Анна Леонтьева — Ну, потому что разные ситуации, правильно ты сказала как-то в разговоре, что не мы решаем за Бога, сколько будет жить эта бабушка, потому что, может быть, ей суждено прожить до 100 лет или ещё что-нибудь.

Светлана Самара — Да, это не наше дело.

Анна Леонтьева — Да, Светлана, а вот хочется спросить тебя. Вот была девочка у тебя, тоже такая история, разрыв аорты, ну, я думаю, что у тебя все такие истории. Она, если не ошибаюсь, с восьмого этажа, да, она упала, и вывозили её на экскурсии, чтобы пробудить в ней вот это вот... даже не интерес к жизни, а как-то ты здорово так сказала, что есть жизнь помимо вот этой боли, да, что есть какие-то впечатления помимо вот этих страшных впечатлений. Как она себя сейчас чувствует, что происходит?
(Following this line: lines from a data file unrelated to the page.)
//! Shared fakes for engine and transfer tests

use std::collections::{HashMap, HashSet, VecDeque};
use std::sync::atomic::{AtomicUsize, Ordering};
use std::time::Duration;

use async_trait::async_trait;
use parking_lot::Mutex;

use crate::config::{RetryPolicy, SyncConfig};
use crate::error::StoreError;
use crate::item::{Fingerprint, ItemKey, Listing};
use crate::store::{ItemStore, MemoryResolver, MemoryStore};

/// Config between the `src` and `dst` locators with millisecond backoff
pub fn test_config() -> SyncConfig {
    SyncConfig {
        retry: RetryPolicy {
            max_attempts: 3,
            initial_backoff_ms: 1,
            max_backoff_ms: 5,
            multiplier: 2.0,
        },
        ..SyncConfig::new("src", "dst")
    }
}

pub fn resolver(
    source: impl ItemStore + 'static,
    destination: impl ItemStore + 'static,
) -> MemoryResolver {
    MemoryResolver::new()
        .with_store("src", source)
        .with_store("dst", destination)
}

pub fn transient() -> StoreError {
    StoreError::Timeout { key: "x".into() }
}

pub fn permission_denied(key: &str) -> StoreError {
    StoreError::PermissionDenied {
        key: key.into(),
        message: "read-only".into(),
    }
}

/// A memory store with scripted failures, per-key delays and in-flight tracking
#[derive(Default)]
pub struct FaultyStore {
    inner: MemoryStore,
    list_error: Option<StoreError>,
    write_errors: Mutex<HashMap<ItemKey, VecDeque<StoreError>>>,
    remove_errors: Mutex<HashMap<ItemKey, VecDeque<StoreError>>>,
    corrupt: HashSet<ItemKey>,
    delay: Duration,
    key_delays: HashMap<ItemKey, Duration>,
    calls: AtomicUsize,
    active: AtomicUsize,
    max_active: AtomicUsize,
}

impl FaultyStore {
    pub fn new(inner: MemoryStore) -> Self {
        Self {
            inner,
            ..Self::default()
        }
    }

    pub fn failing_list(mut self, error: StoreError) -> Self {
        self.list_error = Some(error);
        self
    }

    /// Writes to `key` fail with `errors` in order, then succeed
    pub fn fail_writes(self, key: &str, errors: Vec<StoreError>) -> Self {
        self.write_errors.lock().insert(key.into(), errors.into());
        self
    }

    pub fn fail_removes(self, key: &str, errors: Vec<StoreError>) -> Self {
        self.remove_errors.lock().insert(key.into(), errors.into());
        self
    }

    /// Writes to `key` store different bytes than requested
    pub fn corrupt_writes(mut self, key: &str) -> Self {
        self.corrupt.insert(key.into());
        self
    }

    /// Writes and removes take this long
    pub fn with_delay(mut self, delay: Duration) -> Self {
        self.delay = delay;
        self
    }

    /// Writes and removes of `key` take this long instead
    pub fn with_delay_for(mut self, key: &str, delay: Duration) -> Self {
        self.key_delays.insert(key.into(), delay);
        self
    }

    /// Mutating calls made, failed ones included
    pub fn calls(&self) -> usize {
        self.calls.load(Ordering::SeqCst)
    }

    /// Highest number of writes and removes in progress at the same time
    pub fn max_active(&self) -> usize {
        self.max_active.load(Ordering::SeqCst)
    }

    async fn enter(&self, key: &str) {
        self.calls.fetch_add(1, Ordering::SeqCst);
        let now = self.active.fetch_add(1, Ordering::SeqCst) + 1;
        self.max_active.fetch_max(now, Ordering::SeqCst);
        let delay = self.key_delays.get(key).copied().unwrap_or(self.delay);
        if !delay.is_zero() {
            tokio::time::sleep(delay).await;
        }
    }

    fn exit(&self) {
        self.active.fetch_sub(1, Ordering::SeqCst);
    }

    fn next_error(
        faults: &Mutex<HashMap<ItemKey, VecDeque<StoreError>>>,
        key: &str,
    ) -> Option<StoreError> {
        faults.lock().get_mut(key).and_then(|queue| queue.pop_front())
    }
}

#[async_trait]
impl ItemStore for FaultyStore {
    async fn list(&self) -> Result<Listing, StoreError> {
        match &self.list_error {
            Some(error) => Err(error.clone()),
            None => self.inner.list().await,
        }
    }

    async fn read(&self, key: &str) -> Result<Vec<u8>, StoreError> {
        self.inner.read(key).await
    }

    async fn write(&self, key: &str, data: &[u8]) -> Result<(), StoreError> {
        self.enter(key).await;
        let result = match Self::next_error(&self.write_errors, key) {
            Some(error) => Err(error),
            None if self.corrupt.contains(key) => self.inner.write(key, b"corrupted").await,
            None => self.inner.write(key, data).await,
        };
        self.exit();
        result
    }

    async fn remove(&self, key: &str) -> Result<bool, StoreError> {
        self.enter(key).await;
        let result = match Self::next_error(&self.remove_errors, key) {
            Some(error) => Err(error),
            None => self.inner.remove(key).await,
        };
        self.exit();
        result
    }

    async fn fingerprint(&self, key: &str) -> Result<Option<Fingerprint>, StoreError> {
        self.inner.fingerprint(key).await
    }
}
//! Poll command implementation.

use async_trait::async_trait;
use calsync_protocol::CalendarEvent;
use calsync_sync_engine::{
    EventFetcher, SyncConfig, SyncEngine, SyncError, SyncOutcome, SyncResult, SyncSnapshot,
};
use serde::Serialize;
use std::path::{Path, PathBuf};
use std::sync::Arc;
use std::time::Duration;

/// Fetches events by re-reading a JSON file.
///
/// Reads are blocking; event files are small.
#[derive(Debug, Clone)]
pub struct JsonFileFetcher {
    path: PathBuf,
}

impl JsonFileFetcher {
    /// Creates a fetcher for `path`.
    pub fn new(path: impl Into<PathBuf>) -> Self {
        Self { path: path.into() }
    }
}

#[async_trait]
impl EventFetcher for JsonFileFetcher {
    async fn fetch_events(&self) -> SyncResult<Vec<CalendarEvent>> {
        let text = std::fs::read_to_string(&self.path)
            .map_err(|e| SyncError::transport_retryable(format!("{}: {e}", self.path.display())))?;
        serde_json::from_str(&text).map_err(|e| SyncError::Decode(e.to_string()))
    }
}

/// What one pass did.
#[derive(Debug, Serialize)]
pub struct PassReport {
    /// Pass number, starting at 1.
    pub pass: usize,
    /// Read model after the pass.
    pub snapshot: SyncSnapshot,
    /// Content hash of the fetched set.
    #[serde(skip_serializing_if = "Option::is_none")]
    pub hash: Option<String>,
    /// Whether subscribers were notified.
    pub published: bool,
    /// Events in the published view.
    pub event_count: usize,
    /// Failure, if the pass failed.
    #[serde(skip_serializing_if = "Option::is_none")]
    pub error: Option<String>,
}

/// Runs `passes` sync passes, `interval` apart.
pub async fn poll(path: &Path, interval: Duration, passes: usize) -> Vec<PassReport> {
    let fetcher = Arc::new(JsonFileFetcher::new(path));
    let engine = SyncEngine::new(
        SyncConfig::new("cli").with_poll_interval(interval),
        fetcher,
    );

    let mut reports = Vec::with_capacity(passes);
    for pass in 1..=passes {
        if pass > 1 {
            tokio::time::sleep(interval).await;
        }
        let (hash, published, error) = match engine.sync().await {
            Ok(SyncOutcome::Completed(result)) => {
                (Some(result.hash.to_hex()), result.published, None)
            }
            Ok(SyncOutcome::Skipped(reason)) => (None, false, Some(format!("skipped: {reason:?}"))),
            Err(e) => (None, false, Some(e.to_string())),
        };
        reports.push(PassReport {
            pass,
            snapshot: engine.snapshot(),
            hash,
            published,
            event_count: engine.events().len(),
            error,
        });
    }
    reports
}

/// Runs the poll command.
pub async fn run(
    path: &Path,
    interval_ms: u64,
    passes: usize,
    format: &str,
) -> Result<(), Box<dyn std::error::Error>> {
    let reports = poll(path, Duration::from_millis(interval_ms), passes).await;

    match format {
        "json" => println!("{}", serde_json::to_string_pretty(&reports)?),
        _ => {
            for report in &reports {
                let status = serde_json::to_value(report.snapshot.status)?;
                print!(
                    "pass {:>3}: {:<8} events={:<4}",
                    report.pass,
                    status.as_str().unwrap_or("?"),
                    report.event_count
                );
                if report.published {
                    print!(" published");
                }
                if let Some(hash) = &report.hash {
                    print!(" hash={}", &hash[..12]);
                }
                if let Some(error) = &report.error {
                    print!(" error=\"{}\"", error);
                }
                println!();
            }
        }
    }
    Ok(())
}

#[cfg(test)]
mod tests {
    use super::*;
    use crate::commands::test_support::events_file;
    use calsync_sync_engine::SyncStatus;
    use calsync_testkit::sample_day;

    #[tokio::test(start_paused = true)]
    async fn unchanged_file_publishes_once() {
        let file = events_file(&sample_day());
        let reports = poll(file.path(), Duration::from_secs(30), 3).await;

        assert_eq!(reports.len(), 3);
        assert!(reports[0].published);
        assert!(!reports[1].published);
        assert!(!reports[2].published);
        assert_eq!(reports[0].hash, reports[2].hash);
        assert_eq!(reports[2].snapshot.status, SyncStatus::Success);
        assert_eq!(reports[2].event_count, 3);
    }

    #[tokio::test]
    async fn missing_file_is_an_error_pass() {
        let reports = poll(Path::new("/nonexistent/events.json"), Duration::ZERO, 1).await;

        assert_eq!(reports[0].snapshot.status, SyncStatus::Error);
        assert!(reports[0].error.as_deref().unwrap().contains("transport error"));
        assert_eq!(reports[0].event_count, 0);
    }
}
//! Deadline arithmetic on the tokio clock.

use std::time::Duration;
use tokio::time::Instant;

/// Roughly 30 years; stands in for "never" when a deadline overflows.
const FAR_FUTURE: Duration = Duration::from_secs(86_400 * 365 * 30);

/// Returns `start + duration`, saturating to a far-future instant instead of
/// panicking on overflow (e.g. `Duration::MAX`).
pub fn instant_after(start: Instant, duration: Duration) -> Instant {
    start
        .checked_add(duration)
        .or_else(|| start.checked_add(FAR_FUTURE))
        .unwrap_or(start)
}
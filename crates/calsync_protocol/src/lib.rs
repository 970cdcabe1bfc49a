//! # calsync Protocol
//!
//! Shared data model for calsync.
//!
//! This crate provides:
//! - [`CalendarEvent`], the unit the sync engine fetches and publishes
//! - [`ContentHash`], an order-independent digest over an event set
//! - The conflict resolver: [`resolve`] with a [`ConflictStrategy`]
//!
//! This is a pure crate with no I/O operations.

#![deny(unsafe_code)]
#![warn(missing_docs)]

mod conflict;
mod event;
mod hash;

pub use conflict::{resolve, resolve_at, Conflict, ConflictStrategy, ParseStrategyError, Resolution};
pub use event::CalendarEvent;
pub use hash::ContentHash;
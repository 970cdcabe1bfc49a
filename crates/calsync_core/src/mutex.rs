//! Distributed mutex backed by a key/value store.

use crate::config::LockOptions;
use crate::error::CoreError;
use calsync_store::{instant_after, KeyValueStore, StoreResult};
use futures::FutureExt;
use std::fmt;
use std::future::Future;
use std::panic::AssertUnwindSafe;
use std::sync::Arc;
use tokio::time::{sleep, Instant};
use tracing::{debug, warn};

/// Opaque token identifying one successful acquisition.
///
/// Only the holder of the token that wrote a lock record can remove it.
#[derive(Debug, Clone, PartialEq, Eq, Hash)]
pub struct LockToken(String);

impl LockToken {
    /// Generates a fresh random token.
    pub fn generate() -> Self {
        Self(uuid::Uuid::new_v4().to_string())
    }

    /// Wraps an existing token value.
    pub fn from_string(value: impl Into<String>) -> Self {
        Self(value.into())
    }

    /// Returns the token value.
    pub fn as_str(&self) -> &str {
        &self.0
    }
}

impl fmt::Display for LockToken {
    fn fmt(&self, f: &mut fmt::Formatter<'_>) -> fmt::Result {
        f.write_str(&self.0)
    }
}

/// A named mutual-exclusion lock shared through a [`KeyValueStore`].
///
/// Acquisition is a bounded poll-and-backoff loop: conditional write, then
/// re-read to confirm this attempt's token won. The record expires after
/// the acquisition timeout, so a holder that crashes never blocks a key
/// forever.
///
/// # Invariants
///
/// - At most one live record exists per key, so at most one holder
/// - `release` removes the record only when presented with its token
/// - `acquire` never waits longer than `LockOptions::timeout`
pub struct DistributedMutex<S: KeyValueStore + ?Sized> {
    store: Arc<S>,
}

impl<S: KeyValueStore + ?Sized> Clone for DistributedMutex<S> {
    fn clone(&self) -> Self {
        Self {
            store: Arc::clone(&self.store),
        }
    }
}

impl<S: KeyValueStore + ?Sized> DistributedMutex<S> {
    /// Creates a mutex over the given store.
    pub fn new(store: Arc<S>) -> Self {
        Self { store }
    }

    /// Returns the backing store.
    pub fn store(&self) -> &Arc<S> {
        &self.store
    }

    /// Acquires `key`, generating a token unless one is supplied.
    ///
    /// Returns the token on success, or `None` once `options.timeout` has
    /// elapsed. Store errors count as "not yet acquired" and are retried
    /// with backoff inside the same bound. Acquiring with a token that
    /// already holds the key succeeds immediately.
    pub async fn acquire(
        &self,
        key: &str,
        token: Option<LockToken>,
        options: &LockOptions,
    ) -> Option<LockToken> {
        let token = token.unwrap_or_else(LockToken::generate);
        let deadline = instant_after(Instant::now(), options.timeout);
        let mut failures = 0u32;
        let mut attempts = 0u32;

        loop {
            attempts += 1;
            match self.try_acquire(key, &token, options).await {
                Ok(true) => {
                    debug!(key, attempts, "lock acquired");
                    return Some(token);
                }
                Ok(false) => failures = 0,
                Err(e) => {
                    failures += 1;
                    warn!(key, failures, error = %e, "store error while acquiring lock");
                }
            }

            let now = Instant::now();
            if now >= deadline {
                debug!(key, attempts, timeout = ?options.timeout, "lock acquisition timed out");
                return None;
            }
            sleep(options.delay_for_failures(failures).min(deadline - now)).await;
        }
    }

    async fn try_acquire(
        &self,
        key: &str,
        token: &LockToken,
        options: &LockOptions,
    ) -> StoreResult<bool> {
        self.store
            .set_if_absent(key, token.as_str(), options.timeout)
            .await?;
        // Stores without an atomic conditional write can let two writers
        // both think they won; only the value that stuck counts.
        Ok(self.store.get(key).await?.as_deref() == Some(token.as_str()))
    }

    /// Releases `key` if it is still held by `token`.
    ///
    /// Returns false when the record is gone or belongs to another holder,
    /// which happens when this holder's expiry elapsed first. That is not
    /// an error.
    pub async fn release(&self, key: &str, token: &LockToken) -> StoreResult<bool> {
        match self.store.get(key).await? {
            Some(current) if current == token.as_str() => {
                let removed = self.store.delete(key).await?;
                debug!(key, removed, "lock released");
                Ok(removed)
            }
            _ => {
                debug!(key, "release skipped, lock not held by this token");
                Ok(false)
            }
        }
    }

    /// Runs `operation` while holding `key`.
    ///
    /// The lock is released on every exit path, including when the
    /// operation fails or panics. If the lock cannot be acquired in time,
    /// the operation is not run and [`CoreError::LockUnavailable`] is
    /// returned through `E`.
    pub async fn with_lock<F, Fut, T, E>(
        &self,
        key: &str,
        options: &LockOptions,
        operation: F,
    ) -> Result<T, E>
    where
        F: FnOnce() -> Fut,
        Fut: Future<Output = Result<T, E>>,
        E: From<CoreError>,
    {
        let Some(token) = self.acquire(key, None, options).await else {
            return Err(CoreError::LockUnavailable {
                key: key.to_owned(),
                timeout: options.timeout,
            }
            .into());
        };

        let outcome = AssertUnwindSafe(operation()).catch_unwind().await;

        match self.release(key, &token).await {
            Ok(true) => {}
            Ok(false) => warn!(key, "lock expired before the critical section finished"),
            Err(e) => warn!(key, error = %e, "failed to release lock, leaving it to expire"),
        }

        match outcome {
            Ok(result) => result,
            Err(panic) => std::panic::resume_unwind(panic),
        }
    }

    /// Returns true if `key` currently has a live holder.
    pub async fn is_locked(&self, key: &str) -> StoreResult<bool> {
        Ok(self.store.get(key).await?.is_some())
    }

    /// Returns the token value of the current holder, if any.
    pub async fn holder(&self, key: &str) -> StoreResult<Option<String>> {
        self.store.get(key).await
    }
}
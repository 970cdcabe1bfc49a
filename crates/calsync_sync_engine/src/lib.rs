//! # calsync Sync Engine
//!
//! Client-side realtime synchronization for calsync.
//!
//! This crate provides:
//! - Sync state machine (idle → syncing → success | error, plus offline)
//! - Order-independent content hashing to publish only real changes
//! - Reconciliation of local edits through the conflict resolver
//! - A polling driver reacting to timer ticks, connectivity and visibility
//! - A transport-agnostic [`EventFetcher`] seam
//!
//! ## Architecture
//!
//! Each pass fetches the authoritative event set, hashes it and compares the
//! hash with the last one observed:
//! 1. Fetch the full event list through the fetcher
//! 2. Reconcile pending local edits against the server copies
//! 3. Publish the merged set to subscribers when anything changed
//!
//! ## Key Invariants
//!
//! - At most one pass is in flight per engine; overlapping triggers are dropped
//! - A failed pass never discards the last published set or stored hash
//! - Connectivity loss is reflected immediately, independent of in-flight passes
//! - Reconnecting or becoming visible forces exactly one immediate pass

#![deny(unsafe_code)]
#![warn(missing_docs)]

mod config;
mod driver;
mod error;
mod state;
mod transport;

pub use config::SyncConfig;
pub use driver::SyncHandle;
pub use error::{SyncError, SyncResult};
pub use state::{
    SkipReason, SyncCycleResult, SyncEngine, SyncOutcome, SyncSignal, SyncSnapshot, SyncStats,
    SyncStatus,
};
pub use transport::{EventFetcher, MockFetcher};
Светлана Самара — Сейчас она себя чувствует хорошо, мы только что с ней разговаривали, она в командировке в Краснодаре. Она ходит? Она ездит за рулем. Она ходит, она ездит за рулем, она вышла на диплом, завтра мы ждем, вот сегодня должны были получить, я как раз по дороге созвонилась с хирургом, подтверждение, это последняя реконструктивная операция на тазу, это сложно, это старая травма, это мало кто делает, практически никто не делает. Вот 5 лет мы искали команду, которая возьмется, мы нашли эту команду, сегодня нам должны были подтвердить квоту, но там какие-то технические накладки, они ее еще не видят, завтра они нам подтвердят квоту и дату госпитализации на операцию. Она будет возвращаться к этому времени из Краснодарского края, где она в командировке.

Анна Леонтьева — Ну это уже звучит, как вообще-то такая нормальная жизнь, да?

Светлана Самара — Ну это боец такой, это берсерк просто.

Анна Леонтьева — Это же девочка была переломанная.

Светлана Самара — Это девочка, она сейчас со своим молодым человеком.

Анна Леонтьева — Расскажи про эту свадьбу.

Светлана Самара — Это не свадьба пока еще.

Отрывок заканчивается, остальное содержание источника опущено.